▶

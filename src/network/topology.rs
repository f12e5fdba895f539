//! Destination selection and road topology per landmass
//!
//! Each landmass connects an anchor (the spawn location or the landmass edge
//! point) to a capped set of its locations. Even-ranked landmasses get a
//! minimum spanning tree, odd-ranked ones a nearest-neighbour chain, so the
//! world mixes branching networks with long single highways.

use rand::Rng;
use rand_chacha::ChaCha8Rng;
use serde::{Deserialize, Serialize};

use crate::config::TopologyParams;
use crate::geometry::WorldPoint;

use super::locations::PointOfInterest;

/// Priority of well-known locations. Higher is kept first when a landmass
/// has more candidates than its cap.
pub const PRIORITY_TABLE: &[(&str, i32)] = &[
    ("StartTemple", 100),
    ("Eikthyrnir", 95),
    ("GDKing", 94),
    ("Bonemass", 93),
    ("Dragonqueen", 92),
    ("GoblinKing", 91),
    ("Mistlands_DvergrBossEntrance1", 90),
    ("FaderLocation", 89),
    ("Vendor_BlackForest", 85),
    ("Hildir_camp", 84),
    ("BogWitch_Camp", 83),
    ("Crypt2", 60),
    ("Crypt3", 60),
    ("Crypt4", 60),
    ("SunkenCrypt4", 55),
    ("MountainCave02", 50),
    ("TrollCave02", 45),
    ("Mistlands_DvergrTownEntrance1", 45),
    ("Mistlands_DvergrTownEntrance2", 45),
    ("GoblinCamp2", 40),
    ("StoneTowerRuins04", 30),
    ("StoneTowerRuins05", 30),
    ("Runestone_Meadows", 25),
    ("Runestone_BlackForest", 25),
    ("Runestone_Swamps", 25),
    ("Runestone_Mountains", 25),
    ("Runestone_Plains", 25),
    ("WoodHouse1", 20),
    ("WoodVillage1", 20),
];

/// Priority of names missing from the table
pub const DEFAULT_PRIORITY: i32 = 10;

pub fn priority_of(name: &str) -> i32 {
    PRIORITY_TABLE
        .iter()
        .find(|(n, _)| *n == name)
        .map(|(_, p)| *p)
        .unwrap_or(DEFAULT_PRIORITY)
}

/// Destination cap for a landmass of `area` square world units.
pub fn destination_cap(area: f32, params: &TopologyParams) -> usize {
    let scaled = (area / 1_000_000.0 * params.destinations_per_sq_km).round();
    let scaled = if scaled.is_finite() && scaled > 0.0 { scaled as usize } else { 0 };
    scaled.clamp(params.min_destinations, params.max_destinations)
}

/// Keep roughly `percentage`% of the candidates, never dropping any at or
/// above `always_keep_priority`.
///
/// One random draw is made per candidate whether or not it is needed, so the
/// outcome for a candidate does not depend on its neighbours' priorities.
pub fn sample_destinations(
    candidates: Vec<PointOfInterest>,
    percentage: u32,
    always_keep_priority: i32,
    rng: &mut ChaCha8Rng,
) -> Vec<PointOfInterest> {
    candidates
        .into_iter()
        .filter(|poi| {
            let roll = rng.gen_range(0..100u32);
            priority_of(&poi.name) >= always_keep_priority || roll < percentage
        })
        .collect()
}

/// Keep the `cap` highest-priority candidates; ties keep input order.
pub fn select_destinations(mut candidates: Vec<PointOfInterest>, cap: usize) -> Vec<PointOfInterest> {
    if candidates.len() > cap {
        candidates.sort_by_key(|poi| std::cmp::Reverse(priority_of(&poi.name)));
        candidates.truncate(cap);
    }
    candidates
}

/// Shape of the road network on one landmass
#[derive(Clone, Copy, Debug, PartialEq, Eq, Serialize, Deserialize)]
pub enum Topology {
    MinimumSpanningTree,
    NearestNeighborChain,
}

impl Topology {
    /// Alternates by landmass rank.
    pub fn for_landmass(rank: usize) -> Self {
        if rank % 2 == 0 {
            Topology::MinimumSpanningTree
        } else {
            Topology::NearestNeighborChain
        }
    }

    /// Edges (from, to) over `nodes`, rooted at node 0.
    pub fn edges(&self, nodes: &[WorldPoint]) -> Vec<(usize, usize)> {
        match self {
            Topology::MinimumSpanningTree => minimum_spanning_tree(nodes),
            Topology::NearestNeighborChain => nearest_neighbor_chain(nodes),
        }
    }

    pub fn display_name(&self) -> &'static str {
        match self {
            Topology::MinimumSpanningTree => "spanning tree",
            Topology::NearestNeighborChain => "chain",
        }
    }
}

/// Prim's algorithm over the complete graph of `nodes`, O(n²).
///
/// Returns (parent, child) pairs in the order children join the tree. Ties
/// go to the lowest index.
pub fn minimum_spanning_tree(nodes: &[WorldPoint]) -> Vec<(usize, usize)> {
    let n = nodes.len();
    if n < 2 {
        return Vec::new();
    }

    let mut in_tree = vec![false; n];
    let mut best_dist = vec![f32::INFINITY; n];
    let mut parent = vec![0usize; n];
    let mut edges = Vec::with_capacity(n - 1);

    in_tree[0] = true;
    for j in 1..n {
        best_dist[j] = nodes[0].distance_sq(nodes[j]);
    }

    for _ in 1..n {
        let mut next: Option<usize> = None;
        for j in 0..n {
            if in_tree[j] {
                continue;
            }
            if next.map_or(true, |k| best_dist[j] < best_dist[k]) {
                next = Some(j);
            }
        }
        let Some(next) = next else { break };

        in_tree[next] = true;
        edges.push((parent[next], next));

        for j in 0..n {
            if !in_tree[j] {
                let d = nodes[next].distance_sq(nodes[j]);
                if d < best_dist[j] {
                    best_dist[j] = d;
                    parent[j] = next;
                }
            }
        }
    }

    edges
}

/// Greedy chain from node 0, always stepping to the closest unvisited node.
pub fn nearest_neighbor_chain(nodes: &[WorldPoint]) -> Vec<(usize, usize)> {
    let n = nodes.len();
    if n < 2 {
        return Vec::new();
    }

    let mut visited = vec![false; n];
    let mut edges = Vec::with_capacity(n - 1);
    let mut current = 0;
    visited[0] = true;

    for _ in 1..n {
        let mut next: Option<(usize, f32)> = None;
        for j in 0..n {
            if visited[j] {
                continue;
            }
            let d = nodes[current].distance_sq(nodes[j]);
            if next.map_or(true, |(_, bd)| d < bd) {
                next = Some((j, d));
            }
        }
        let Some((next, _)) = next else { break };
        visited[next] = true;
        edges.push((current, next));
        current = next;
    }

    edges
}

#[cfg(test)]
mod tests {
    use super::*;
    use rand::SeedableRng;

    fn poi(name: &str, x: f32) -> PointOfInterest {
        PointOfInterest::new(name, WorldPoint::new(x, 0.0), 10.0)
    }

    #[test]
    fn test_priority_lookup() {
        assert_eq!(priority_of("StartTemple"), 100);
        assert_eq!(priority_of("Eikthyrnir"), 95);
        assert_eq!(priority_of("SomethingElse"), DEFAULT_PRIORITY);
    }

    #[test]
    fn test_cap_scales_with_area_and_clamps() {
        let params = TopologyParams::default();
        assert_eq!(destination_cap(0.0, &params), 2);
        assert_eq!(destination_cap(40_000_000.0, &params), 10);
        assert_eq!(destination_cap(1e12, &params), 48);
    }

    #[test]
    fn test_select_keeps_highest_priority() {
        let candidates = vec![
            poi("Runestone_Meadows", 0.0),
            poi("Eikthyrnir", 1.0),
            poi("Unknown", 2.0),
            poi("Crypt2", 3.0),
            poi("GDKing", 4.0),
        ];
        let selected = select_destinations(candidates.clone(), 3);
        let names: Vec<&str> = selected.iter().map(|p| p.name.as_str()).collect();
        assert_eq!(names, vec!["Eikthyrnir", "GDKing", "Crypt2"]);

        assert_eq!(select_destinations(candidates.clone(), 10), candidates);
    }

    #[test]
    fn test_sampling_is_seeded_and_keeps_bosses() {
        let candidates: Vec<PointOfInterest> = (0..40)
            .map(|i| poi(if i % 10 == 0 { "Bonemass" } else { "Crypt3" }, i as f32))
            .collect();

        let a = sample_destinations(candidates.clone(), 30, 80, &mut ChaCha8Rng::seed_from_u64(7));
        let b = sample_destinations(candidates.clone(), 30, 80, &mut ChaCha8Rng::seed_from_u64(7));
        assert_eq!(a, b);
        assert_eq!(a.iter().filter(|p| p.name == "Bonemass").count(), 4);
        assert!(a.len() < candidates.len());

        let all = sample_destinations(candidates.clone(), 100, 80, &mut ChaCha8Rng::seed_from_u64(7));
        assert_eq!(all.len(), candidates.len());
        let bosses = sample_destinations(candidates, 0, 80, &mut ChaCha8Rng::seed_from_u64(7));
        assert_eq!(bosses.len(), 4);
    }

    #[test]
    fn test_mst_on_line() {
        let nodes = vec![
            WorldPoint::new(0.0, 0.0),
            WorldPoint::new(30.0, 0.0),
            WorldPoint::new(10.0, 0.0),
            WorldPoint::new(20.0, 0.0),
        ];
        assert_eq!(minimum_spanning_tree(&nodes), vec![(0, 2), (2, 3), (3, 1)]);
    }

    #[test]
    fn test_mst_branches_from_hub() {
        let nodes = vec![
            WorldPoint::new(0.0, 0.0),
            WorldPoint::new(10.0, 0.0),
            WorldPoint::new(-10.0, 0.0),
            WorldPoint::new(0.0, 11.0),
        ];
        let edges = minimum_spanning_tree(&nodes);
        assert_eq!(edges.len(), 3);
        // Equal distances resolve to the lower index
        assert_eq!(edges, vec![(0, 1), (0, 2), (0, 3)]);
    }

    #[test]
    fn test_chain_visits_nearest_first() {
        let nodes = vec![
            WorldPoint::new(0.0, 0.0),
            WorldPoint::new(100.0, 0.0),
            WorldPoint::new(-10.0, 0.0),
            WorldPoint::new(50.0, 0.0),
        ];
        assert_eq!(nearest_neighbor_chain(&nodes), vec![(0, 2), (2, 3), (3, 1)]);
    }

    #[test]
    fn test_topology_alternates() {
        assert_eq!(Topology::for_landmass(0), Topology::MinimumSpanningTree);
        assert_eq!(Topology::for_landmass(1), Topology::NearestNeighborChain);
        assert_eq!(Topology::for_landmass(2), Topology::MinimumSpanningTree);
        assert!(Topology::MinimumSpanningTree.edges(&[WorldPoint::ORIGIN]).is_empty());
    }
}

◀

Your reply should hold only the lines from the first line of the records through the one with "when a landmass", reproduced word for word.

Task solution:
filename src/network/topology.rs
repository f12e5fdba895f539
//! Destination selection and road topology per landmass
//!
//! Each landmass connects an anchor (the spawn location or the landmass edge
//! point) to a capped set of its locations. Even-ranked landmasses get a
//! minimum spanning tree, odd-ranked ones a nearest-neighbour chain, so the
//! world mixes branching networks with long single highways.

use rand::Rng;
use rand_chacha::ChaCha8Rng;
use serde::{Deserialize, Serialize};

use crate::config::TopologyParams;
use crate::geometry::WorldPoint;

use super::locations::PointOfInterest;

/// Priority of well-known locations. Higher is kept first when a landmass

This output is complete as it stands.